§ **TASK**:
Would you reproduce the entries exactly, including every line?

§ **EXTRACTED INFORMATION**:
====
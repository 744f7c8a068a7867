use std::fmt;

use crate::domain::Beneficiary;

pub const ACCOUNT_NUMBER_LEN: usize = 10;
pub const BANK_CODE_MIN_LEN: usize = 3;
pub const BANK_CODE_MAX_LEN: usize = 6;
pub const ACCOUNT_NAME_MAX_LEN: usize = 100;
pub const NARRATION_MAX_LEN: usize = 100;
pub const EMAIL_MAX_LEN: usize = 254;

#[derive(Debug, Clone, PartialEq, Eq)]
pub struct ValidationError {
    pub field: &'static str,
    pub message: String,
}

impl ValidationError {
    pub fn new(field: &'static str, message: impl Into<String>) -> Self {
        Self {
            field,
            message: message.into(),
        }
    }
}

impl fmt::Display for ValidationError {
    fn fmt(&self, f: &mut fmt::Formatter<'_>) -> fmt::Result {
        write!(f, "{}: {}", self.field, self.message)
    }
}

impl std::error::Error for ValidationError {}

pub type ValidationResult = Result<(), ValidationError>;

pub fn sanitize_string(value: &str) -> String {
    value
        .chars()
        .filter(|ch| !ch.is_control())
        .collect::<String>()
        .split_whitespace()
        .collect::<Vec<_>>()
        .join(" ")
}

pub fn validate_required(field: &'static str, value: &str) -> ValidationResult {
    if value.trim().is_empty() {
        return Err(ValidationError::new(field, "must not be empty"));
    }

    Ok(())
}

pub fn validate_max_len(field: &'static str, value: &str, max_len: usize) -> ValidationResult {
    if value.chars().count() > max_len {
        return Err(ValidationError::new(
            field,
            format!("must be at most {} characters", max_len),
        ));
    }

    Ok(())
}

fn validate_digits(field: &'static str, value: &str) -> ValidationResult {
    if !value.chars().all(|ch| ch.is_ascii_digit()) {
        return Err(ValidationError::new(field, "must contain only digits"));
    }

    Ok(())
}

pub fn validate_account_number(account_number: &str) -> ValidationResult {
    let account_number = account_number.trim();
    validate_required("account_number", account_number)?;
    validate_digits("account_number", account_number)?;

    if account_number.len() != ACCOUNT_NUMBER_LEN {
        return Err(ValidationError::new(
            "account_number",
            format!("must be exactly {} digits", ACCOUNT_NUMBER_LEN),
        ));
    }

    Ok(())
}

pub fn validate_bank_code(bank_code: &str) -> ValidationResult {
    let bank_code = bank_code.trim();
    validate_required("bank_code", bank_code)?;
    validate_digits("bank_code", bank_code)?;

    if !(BANK_CODE_MIN_LEN..=BANK_CODE_MAX_LEN).contains(&bank_code.len()) {
        return Err(ValidationError::new(
            "bank_code",
            format!(
                "must be {} to {} digits",
                BANK_CODE_MIN_LEN, BANK_CODE_MAX_LEN
            ),
        ));
    }

    Ok(())
}

pub fn validate_account_name(account_name: &str) -> ValidationResult {
    let account_name = sanitize_string(account_name);
    validate_required("account_name", &account_name)?;
    validate_max_len("account_name", &account_name, ACCOUNT_NAME_MAX_LEN)?;

    if !account_name
        .chars()
        .all(|ch| ch.is_alphanumeric() || matches!(ch, ' ' | '-' | '.' | '\'' | '&' | ','))
    {
        return Err(ValidationError::new(
            "account_name",
            "contains unsupported characters",
        ));
    }

    Ok(())
}

/// Validate and return the beneficiary with trimmed, sanitized fields.
pub fn validate_beneficiary(beneficiary: &Beneficiary) -> Result<Beneficiary, ValidationError> {
    validate_account_number(&beneficiary.account_number)?;
    validate_bank_code(&beneficiary.bank_code)?;
    validate_account_name(&beneficiary.account_name)?;

    Ok(Beneficiary {
        account_number: beneficiary.account_number.trim().to_string(),
        bank_code: beneficiary.bank_code.trim().to_string(),
        account_name: sanitize_string(&beneficiary.account_name),
    })
}

pub fn validate_email(email: &str) -> ValidationResult {
    let email = email.trim();
    validate_required("email", email)?;
    validate_max_len("email", email, EMAIL_MAX_LEN)?;

    match email.split_once('@') {
        Some((local, domain)) if !local.is_empty() && domain.contains('.') => Ok(()),
        _ => Err(ValidationError::new("email", "must be a valid email address")),
    }
}

pub fn validate_positive_amount(amount: i64) -> ValidationResult {
    if amount <= 0 {
        return Err(ValidationError::new("amount", "must be greater than zero"));
    }

    Ok(())
}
====
§ **REPLY**:
repository 744f7c8a068a7867
use std::fmt;

use crate::domain::Beneficiary;

pub const ACCOUNT_NUMBER_LEN: usize = 10;
pub const BANK_CODE_MIN_LEN: usize = 3;
pub const BANK_CODE_MAX_LEN: usize = 6;
pub const ACCOUNT_NAME_MAX_LEN: usize = 100;
pub const NARRATION_MAX_LEN: usize = 100;
pub const EMAIL_MAX_LEN: usize = 254;

#[derive(Debug, Clone, PartialEq, Eq)]
pub struct ValidationError {
    pub field: &'static str,
    pub message: String,
}

impl ValidationError {
    pub fn new(field: &'static str, message: impl Into<String>) -> Self {
        Self {
            field,
            message: message.into(),
        }
    }
}

impl fmt::Display for ValidationError {
    fn fmt(&self, f: &mut fmt::Formatter<'_>) -> fmt::Result {
        write!(f, "{}: {}", self.field, self.message)
    }
}

impl std::error::Error for ValidationError {}

pub type ValidationResult = Result<(), ValidationError>;

pub fn sanitize_string(value: &str) -> String {
    value
        .chars()
        .filter(|ch| !ch.is_control())
        .collect::<String>()
        .split_whitespace()
        .collect::<Vec<_>>()
        .join(" ")
}

pub fn validate_required(field: &'static str, value: &str) -> ValidationResult {
    if value.trim().is_empty() {
        return Err(ValidationError::new(field, "must not be empty"));
    }

    Ok(())
}

pub fn validate_max_len(field: &'static str, value: &str, max_len: usize) -> ValidationResult {
    if value.chars().count() > max_len {
        return Err(ValidationError::new(
            field,
            format!("must be at most {} characters", max_len),
        ));
    }

    Ok(())
}

fn validate_digits(field: &'static str, value: &str) -> ValidationResult {
    if !value.chars().all(|ch| ch.is_ascii_digit()) {
        return Err(ValidationError::new(field, "must contain only digits"));
    }

    Ok(())
}

pub fn validate_account_number(account_number: &str) -> ValidationResult {
    let account_number = account_number.trim();
    validate_required("account_number", account_number)?;
    validate_digits("account_number", account_number)?;

    if account_number.len() != ACCOUNT_NUMBER_LEN {
        return Err(ValidationError::new(
            "account_number",
            format!("must be exactly {} digits", ACCOUNT_NUMBER_LEN),
        ));
    }

    Ok(())
}

pub fn validate_bank_code(bank_code: &str) -> ValidationResult {
    let bank_code = bank_code.trim();
    validate_required("bank_code", bank_code)?;
    validate_digits("bank_code", bank_code)?;

    if !(BANK_CODE_MIN_LEN..=BANK_CODE_MAX_LEN).contains(&bank_code.len()) {
        return Err(ValidationError::new(
            "bank_code",
            format!(
                "must be {} to {} digits",
                BANK_CODE_MIN_LEN, BANK_CODE_MAX_LEN
            ),
        ));
    }

    Ok(())
}

pub fn validate_account_name(account_name: &str) -> ValidationResult {
    let account_name = sanitize_string(account_name);
    validate_required("account_name", &account_name)?;
    validate_max_len("account_name", &account_name, ACCOUNT_NAME_MAX_LEN)?;

    if !account_name
        .chars()
        .all(|ch| ch.is_alphanumeric() || matches!(ch, ' ' | '-' | '.' | '\'' | '&' | ','))
    {
        return Err(ValidationError::new(
            "account_name",
            "contains unsupported characters",
        ));
    }

    Ok(())
}

/// Validate and return the beneficiary with trimmed, sanitized fields.
pub fn validate_beneficiary(beneficiary: &Beneficiary) -> Result<Beneficiary, ValidationError> {
    validate_account_number(&beneficiary.account_number)?;
    validate_bank_code(&beneficiary.bank_code)?;
    validate_account_name(&beneficiary.account_name)?;

    Ok(Beneficiary {
        account_number: beneficiary.account_number.trim().to_string(),
        bank_code: beneficiary.bank_code.trim().to_string(),
        account_name: sanitize_string(&beneficiary.account_name),
    })
}

pub fn validate_email(email: &str) -> ValidationResult {
    let email = email.trim();
    validate_required("email", email)?;
    validate_max_len("email", email, EMAIL_MAX_LEN)?;

    match email.split_once('@') {
        Some((local, domain)) if !local.is_empty() && domain.contains('.') => Ok(()),
        _ => Err(ValidationError::new("email", "must be a valid email address")),
    }
}

pub fn validate_positive_amount(amount: i64) -> ValidationResult {
    if amount <= 0 {
        return Err(ValidationError::new("amount", "must be greater than zero"));
    }

    Ok(())
}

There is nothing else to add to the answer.